Freitag, 23. Juni 2006
Kaum ist die erste eigene Homepage online, kommt der Wunsch nach einem Besucherzähler. Die ganze Welt soll wissen, wie wichtig meine Homepage ist, und daß tausende von Besuchern bisher auf dieser Seite waren.
Da dieses Bedürfnis von Homepagebastlern anscheinend unwiderstehlich und universell ist, gibt es Zillionen von Besucherzählern im Web, die Aber-Zillionen von Seitenbesuchen zählen. Und für das Ego der stolzen Homepagebastler gibt es anscheinend nichts Schöneres, als wenn der Besucherzähler mal wieder um Eins nach oben klickt.
Bei “Mein Hund, meine Katze und meine Oma” - Seiten mag das ja angehen. Die werden ohnehin hauptsächlich vom Webmaster selbst besucht.
Aber auf professionellen oder kommerziellen Seiten?

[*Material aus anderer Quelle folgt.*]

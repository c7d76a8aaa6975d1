//! 메모리 기반 사용자 리포지토리
//!
//! MongoDB 없이 [`UserStore`] 계약을 그대로 재현합니다.
//! HTTP 통합 테스트와 서비스 단위 테스트에서 사용됩니다.

use std::sync::{RwLock, RwLockReadGuard, RwLockWriteGuard};
use async_trait::async_trait;
use mongodb::bson::oid::ObjectId;
use crate::core::errors::AppError;
use crate::domain::entities::users::User;
use crate::domain::models::listing::WeekdayUser;
use super::UserStore;

/// 삽입 순서를 유지하는 메모리 저장소
#[derive(Default)]
pub struct InMemoryUserRepository {
    users: RwLock<Vec<User>>,
}

impl InMemoryUserRepository {
    pub fn new() -> Self {
        Self::default()
    }

    /// 저장된 사용자 수
    pub fn len(&self) -> usize {
        self.read().map(|users| users.len()).unwrap_or(0)
    }

    pub fn is_empty(&self) -> bool {
        self.len() == 0
    }

    /// 모든 사용자의 스냅샷
    pub fn snapshot(&self) -> Vec<User> {
        self.read().map(|users| users.clone()).unwrap_or_default()
    }

    fn read(&self) -> Result<RwLockReadGuard<'_, Vec<User>>, AppError> {
        self.users
            .read()
            .map_err(|_| AppError::DatabaseError("user store lock poisoned".to_string()))
    }

    fn write(&self) -> Result<RwLockWriteGuard<'_, Vec<User>>, AppError> {
        self.users
            .write()
            .map_err(|_| AppError::DatabaseError("user store lock poisoned".to_string()))
    }
}

#[async_trait]
impl UserStore for InMemoryUserRepository {
    async fn find_by_email(&self, email: &str) -> Result<Option<User>, AppError> {
        Ok(self.read()?.iter().find(|user| user.email == email).cloned())
    }

    async fn find_by_id(&self, id: &str) -> Result<Option<User>, AppError> {
        let object_id = ObjectId::parse_str(id)
            .map_err(|_| AppError::ValidationError("Invalid user id".to_string()))?;

        Ok(self.read()?.iter().find(|user| user.id == Some(object_id)).cloned())
    }

    async fn create(&self, mut user: User) -> Result<User, AppError> {
        let mut users = self.write()?;

        if users.iter().any(|existing| existing.email == user.email) {
            return Err(AppError::ConflictError("Email already used".to_string()));
        }

        user.id = Some(ObjectId::new());
        users.push(user.clone());

        Ok(user)
    }

    async fn toggle_all_statuses(&self) -> Result<u64, AppError> {
        let mut users = self.write()?;

        for user in users.iter_mut() {
            user.status = user.status.toggled();
        }

        Ok(users.len() as u64)
    }

    async fn find_by_register_weekdays(&self, weekdays: &[i32]) -> Result<Vec<WeekdayUser>, AppError> {
        let users = self.read()?;

        Ok(users
            .iter()
            .filter_map(|user| {
                let week_day = user.register_weekday();
                weekdays.contains(&week_day).then(|| WeekdayUser {
                    name: user.name.clone(),
                    email: user.email.clone(),
                    week_day,
                })
            })
            .collect())
    }
}
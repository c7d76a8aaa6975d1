//! # MongoDB 사용자 리포지토리
//!
//! `users` 컬렉션에 대한 [`UserStore`] 구현입니다.
//!
//! ## 특징
//!
//! - **유니크 제약**: `email` 유니크 인덱스로 중복 가입을 저장소 수준에서 차단
//! - **단일 연산 토글**: 집계 파이프라인 업데이트 하나로 전체 상태 반전
//! - **서버 측 요일 계산**: `$dayOfWeek`(UTC)로 가입 요일 필터링

use async_trait::async_trait;
use futures_util::TryStreamExt;
use mongodb::{
    bson::{doc, from_document, oid::ObjectId, Document},
    error::{ErrorKind, WriteFailure},
    options::IndexOptions,
    Collection, IndexModel,
};
use crate::core::errors::AppError;
use crate::db::Database;
use crate::domain::entities::users::{User, UserStatus};
use crate::domain::models::listing::WeekdayUser;
use super::UserStore;

/// 사용자 컬렉션 이름
pub const USERS_COLLECTION: &str = "users";

/// MongoDB 중복 키 에러 코드
const DUPLICATE_KEY_CODE: i32 = 11000;

/// MongoDB 기반 사용자 리포지토리
///
/// 기동 시 주입받은 [`Database`] 핸들에서 컬렉션을 얻어 사용합니다.
///
/// ## 인덱스
///
/// - `email_unique`: `email` 오름차순, UNIQUE
/// - `register_at_asc`: `register_at` 오름차순
#[derive(Clone)]
pub struct MongoUserRepository {
    collection: Collection<User>,
}

impl MongoUserRepository {
    pub fn new(database: &Database) -> Self {
        log::debug!("컬렉션 준비: {}.{}", database.database_name(), USERS_COLLECTION);

        Self {
            collection: database.get_database().collection::<User>(USERS_COLLECTION),
        }
    }

    /// 컬렉션 인덱스를 생성합니다.
    ///
    /// 애플리케이션 기동 시 한 번 호출합니다. 이미 존재하는 인덱스는 그대로 유지됩니다.
    ///
    /// # 주의사항
    ///
    /// 기존 데이터에 중복 이메일이 있으면 유니크 인덱스 생성이 실패합니다.
    pub async fn create_indexes(&self) -> Result<(), AppError> {
        let email_index = IndexModel::builder()
            .keys(doc! { "email": 1 })
            .options(IndexOptions::builder()
                .unique(true)
                .name("email_unique".to_string())
                .build())
            .build();

        let register_at_index = IndexModel::builder()
            .keys(doc! { "register_at": 1 })
            .options(IndexOptions::builder()
                .name("register_at_asc".to_string())
                .build())
            .build();

        self.collection
            .create_indexes([email_index, register_at_index])
            .await
            .map_err(|e| AppError::DatabaseError(e.to_string()))?;

        Ok(())
    }
}

#[async_trait]
impl UserStore for MongoUserRepository {
    async fn find_by_email(&self, email: &str) -> Result<Option<User>, AppError> {
        self.collection
            .find_one(doc! { "email": email })
            .await
            .map_err(|e| AppError::DatabaseError(e.to_string()))
    }

    async fn find_by_id(&self, id: &str) -> Result<Option<User>, AppError> {
        let object_id = ObjectId::parse_str(id)
            .map_err(|_| AppError::ValidationError("Invalid user id".to_string()))?;

        self.collection
            .find_one(doc! { "_id": object_id })
            .await
            .map_err(|e| AppError::DatabaseError(e.to_string()))
    }

    /// 새 사용자 저장
    ///
    /// 중복 여부는 유니크 인덱스가 최종 판단하며, 중복 키 에러는
    /// `ConflictError`로 변환됩니다.
    async fn create(&self, mut user: User) -> Result<User, AppError> {
        let result = self.collection
            .insert_one(&user)
            .await
            .map_err(|e| insert_error(write_error_code(&e), e))?;

        let id = result.inserted_id.as_object_id().ok_or_else(|| {
            AppError::DatabaseError("inserted id is not an ObjectId".to_string())
        })?;
        user.id = Some(id);

        Ok(user)
    }

    /// `updateMany` + 파이프라인 `$cond`로 모든 문서의 상태를 한 번에 반전합니다.
    async fn toggle_all_statuses(&self) -> Result<u64, AppError> {
        let result = self.collection
            .update_many(doc! {}, toggle_status_pipeline())
            .await
            .map_err(|e| AppError::DatabaseError(e.to_string()))?;

        Ok(result.modified_count)
    }

    async fn find_by_register_weekdays(&self, weekdays: &[i32]) -> Result<Vec<WeekdayUser>, AppError> {
        let documents: Vec<Document> = self.collection
            .aggregate(register_weekday_pipeline(weekdays))
            .await
            .map_err(|e| AppError::DatabaseError(e.to_string()))?
            .try_collect()
            .await
            .map_err(|e| AppError::DatabaseError(e.to_string()))?;

        documents.into_iter().map(decode_weekday_user).collect()
    }
}

/// 전체 상태 반전용 업데이트 파이프라인
///
/// `active`는 `inactive`로, 그 외 값은 모두 `active`가 됩니다.
fn toggle_status_pipeline() -> Vec<Document> {
    let active = UserStatus::Active.as_str();
    let inactive = UserStatus::Inactive.as_str();

    vec![doc! {
        "$set": {
            "status": {
                "$cond": [{ "$eq": ["$status", active] }, inactive, active]
            }
        }
    }]
}

/// 가입 요일(1=일요일, UTC) 필터 집계 파이프라인
///
/// 결과 행은 `_id` 없이 `name`, `email`, `week_day`만 포함합니다.
fn register_weekday_pipeline(weekdays: &[i32]) -> Vec<Document> {
    vec![
        doc! { "$addFields": { "week_day": { "$dayOfWeek": "$register_at" } } },
        doc! { "$match": { "week_day": { "$in": weekdays.to_vec() } } },
        doc! { "$project": { "_id": 0, "name": 1, "email": 1, "week_day": 1 } },
    ]
}

fn decode_weekday_user(document: Document) -> Result<WeekdayUser, AppError> {
    from_document::<WeekdayUser>(document).map_err(|e| AppError::DatabaseError(e.to_string()))
}

fn write_error_code(error: &mongodb::error::Error) -> Option<i32> {
    match error.kind.as_ref() {
        ErrorKind::Write(WriteFailure::WriteError(write_error)) => Some(write_error.code),
        _ => None,
    }
}

/// 삽입 실패를 `AppError`로 변환합니다. 중복 키(11000)는 `ConflictError`입니다.
fn insert_error(code: Option<i32>, error: impl std::fmt::Display) -> AppError {
    match code {
        Some(DUPLICATE_KEY_CODE) => AppError::ConflictError("Email already used".to_string()),
        _ => AppError::DatabaseError(error.to_string()),
    }
}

Wer interessiert sich denn für den Stand des Besucherzählers?
Wird eine Seite interessanter, wenn dort ein Gebilde prangt, das aussieht wie ein Kilometerzähler im Auto, und irgendeine nicht nachvollziehbare, möglichst 7-stellige Zahl anzeigt?

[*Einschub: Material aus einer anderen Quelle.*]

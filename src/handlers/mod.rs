//! # HTTP Request Handlers Module
//!
//! HTTP 요청을 처리하는 핸들러 함수들을 정의하는 모듈입니다.
//!
//! ## 아키텍처 위치
//!
//! ```text
//! HTTP Layer Architecture
//! ┌─────────────────────────────────────────────┐
//!   Client (Browser, Mobile App, API Client)
//! └─────────────────────┬───────────────────────┘
//!                       │ HTTP Request/Response
//! ┌─────────────────────▼───────────────────────┐
//!   Middlewares - Auth Guard                       ← Web Layer
//!   Handlers (이 모듈) - HTTP 엔드포인트 처리
//! ├─────────────────────────────────────────────┤
//!   Services - 비즈니스 로직                        ← Service Layer
//! ├─────────────────────────────────────────────┤
//!   UserStore - 데이터 접근                         ← Repository Layer
//! └─────────────────────────────────────────────┘
//! ```
//!
//! 핸들러는 `web::Data<AppState>`에서 서비스를 꺼내 쓰고,
//! `Result<HttpResponse, AppError>`를 반환하여 에러 응답 변환을 `AppError`에 맡깁니다.

pub mod users;
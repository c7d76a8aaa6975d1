//! JWT 토큰 관리 서비스 구현
//!
//! HMAC-SHA256으로 서명한 액세스 토큰을 발급하고 검증합니다.
//! 리프레시 토큰은 발급하지 않으며, 만료 후에는 다시 가입 절차를 거쳐야 합니다.

use chrono::{Duration, Utc};
use jsonwebtoken::{decode, encode, DecodingKey, EncodingKey, Header, Validation};
use crate::config::{ConfigError, JwtConfig};
use crate::core::errors::AppError;
use crate::domain::entities::users::User;
use crate::domain::models::token::TokenClaims;

const INVALID_TOKEN: &str = "Invalid token";

/// JWT 토큰 관리 서비스
///
/// 서명 비밀값과 만료 기간은 기동 시 한 번 정해지고 이후 변하지 않습니다.
#[derive(Clone)]
pub struct TokenService {
    secret: String,
    expiration: Duration,
}

impl TokenService {
    pub fn new(secret: impl Into<String>, expiration_days: i64) -> Self {
        Self {
            secret: secret.into(),
            expiration: Duration::days(expiration_days),
        }
    }

    /// `JWT_SECRET`, `JWT_EXPIRATION_DAYS` 환경 변수로 생성합니다.
    ///
    /// # Errors
    ///
    /// * `ConfigError::Missing` - 운영 환경에서 비밀값이 없는 경우
    pub fn from_config() -> Result<Self, ConfigError> {
        Ok(Self::new(JwtConfig::secret()?, JwtConfig::expiration_days()))
    }

    /// 사용자를 위한 JWT 액세스 토큰 생성
    ///
    /// 클레임은 `userId`, `iat`, `exp`만 포함합니다.
    ///
    /// # Errors
    ///
    /// * `AppError::InternalError` - 사용자 ID 없음 또는 서명 실패
    ///
    /// # Examples
    ///
    /// ```rust,ignore
    /// let token = token_service.issue_token(&created_user)?;
    /// ```
    pub fn issue_token(&self, user: &User) -> Result<String, AppError> {
        let now = Utc::now();
        let expiration = now + self.expiration;

        let claims = TokenClaims {
            user_id: user.id_string().ok_or_else(|| {
                AppError::internal("Token issue failed", "user has no id")
            })?,
            iat: now.timestamp(),
            exp: expiration.timestamp(),
        };

        let encoding_key = EncodingKey::from_secret(self.secret.as_bytes());

        encode(&Header::default(), &claims, &encoding_key)
            .map_err(|e| AppError::internal("Token issue failed", e))
    }

    /// JWT 토큰 검증 및 클레임 추출
    ///
    /// 서명 불일치, 형식 오류, 만료를 구분하지 않고 모두 같은 에러로 응답합니다.
    ///
    /// # Errors
    ///
    /// * `AppError::AuthenticationError` - `"Invalid token"`
    pub fn verify_token(&self, token: &str) -> Result<TokenClaims, AppError> {
        let decoding_key = DecodingKey::from_secret(self.secret.as_bytes());

        decode::<TokenClaims>(token, &decoding_key, &Validation::default())
            .map(|token_data| token_data.claims)
            .map_err(|e| {
                log::debug!("토큰 검증 실패: {}", e);
                AppError::AuthenticationError(INVALID_TOKEN.to_string())
            })
    }

    /// Authorization 헤더 값에서 토큰 부분 추출
    ///
    /// `"Bearer "` 접두사가 있으면 제거하고, 없으면 값 전체를 토큰으로 봅니다.
    /// 남은 토큰이 비어 있으면 `None`을 반환합니다.
    ///
    /// ```rust,ignore
    /// assert_eq!(TokenService::extract_bearer_token("Bearer abc"), Some("abc"));
    /// assert_eq!(TokenService::extract_bearer_token("abc"), Some("abc"));
    /// assert_eq!(TokenService::extract_bearer_token("Bearer "), None);
    /// ```
    pub fn extract_bearer_token(auth_header: &str) -> Option<&str> {
        let token = auth_header.strip_prefix("Bearer ").unwrap_or(auth_header).trim();

        (!token.is_empty()).then_some(token)
    }
}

Nein. Ein Besucherzähler ist das Allerletzte, was ich auf meinen Seiten zeigen würde.
Das schließt natürlich nicht aus, daß ich über eine detaillierte Statistik über die Aufrufe meiner Seiten verfüge. Natürlich weiß ich, mit welchen Suchbegriffen meine Seiten bei Google gefunden werden, welche Suchmaschinen welche meiner Seiten spidern, welche meiner Seiten wie oft aufgerufen werden, und vieles mehr. Um einen Webauftritt zu optimieren, ist dieses Wissen sicher hilfreich. Und, um ehrlich zu sein, freu ich mich auch, wenn Monat für Monat mehr Besucher auf meiner Seite sind.
Aber außer mir interessiert das absolut niemanden.